Under a call for “No Business as Usual,” the student activists have united around several demands:
- That the Regents vote no on the proposed fee increases.
- That the UC stop cuts and layoffs, and end its aggressive union-busting tactics.
- Transparency of the UC budget, including complete figures on how much of the additional revenue from fees will be diverted for construction and used as bond collateral.
- Expand enrollment of underrepresented groups and ensure equal access to education for all by maintaining all educational institutions as sanctuary spaces for undocumented students and workers and by providing adequate financial aid for undocumented and underrepresented students.

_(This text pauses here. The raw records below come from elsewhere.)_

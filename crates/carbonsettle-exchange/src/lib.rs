//! # carbonsettle-exchange
//!
//! **Exchange plane**: turns a caller's native value or swappable token into
//! a pool certificate token held in custody and credited on the ledger.
//!
//! ## Components
//!
//! 1. **PathPlanner**: hop sequence from a [`RoutingStrategy`](carbonsettle_types::RoutingStrategy)
//! 2. **ExchangeGateway**: exact-output / exact-input swaps through the
//!    router, with refunds and allowance hygiene
//! 3. **quote helpers**: read-only router quotes along a plan

pub mod gateway;
pub mod planner;

pub use gateway::{
    ExchangeGateway, ExchangeOutcome, SwapSource, expected_output, quote_exact_input,
    quote_exact_output, required_input,
};
pub use planner::PathPlanner;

- An explanation for the failure of the UC leadership to make an effective case for public higher education. As both students and taxpayers, we demand leaders who can make that case, and an administration whose transparency can once again inspire the confidence of the state and its citizens.
Intimidation of the protesters has ranged from tasering of African-American UCLA students to slapping one demonstrator at Berkeley with the major charge of inciting a riot, and rumors of threats of tear gas. Student occupiers at UC Santa Cruz have included in their demands the disarming of campus police – which is the case in many countries throughout the world.
While this round of demonstrations is not yet concluded, the Regents decision is a real blow to education access. However plans are underway for more action this spring, as California students lead the way in refusing to pay for the fallout of the capitalist crisis.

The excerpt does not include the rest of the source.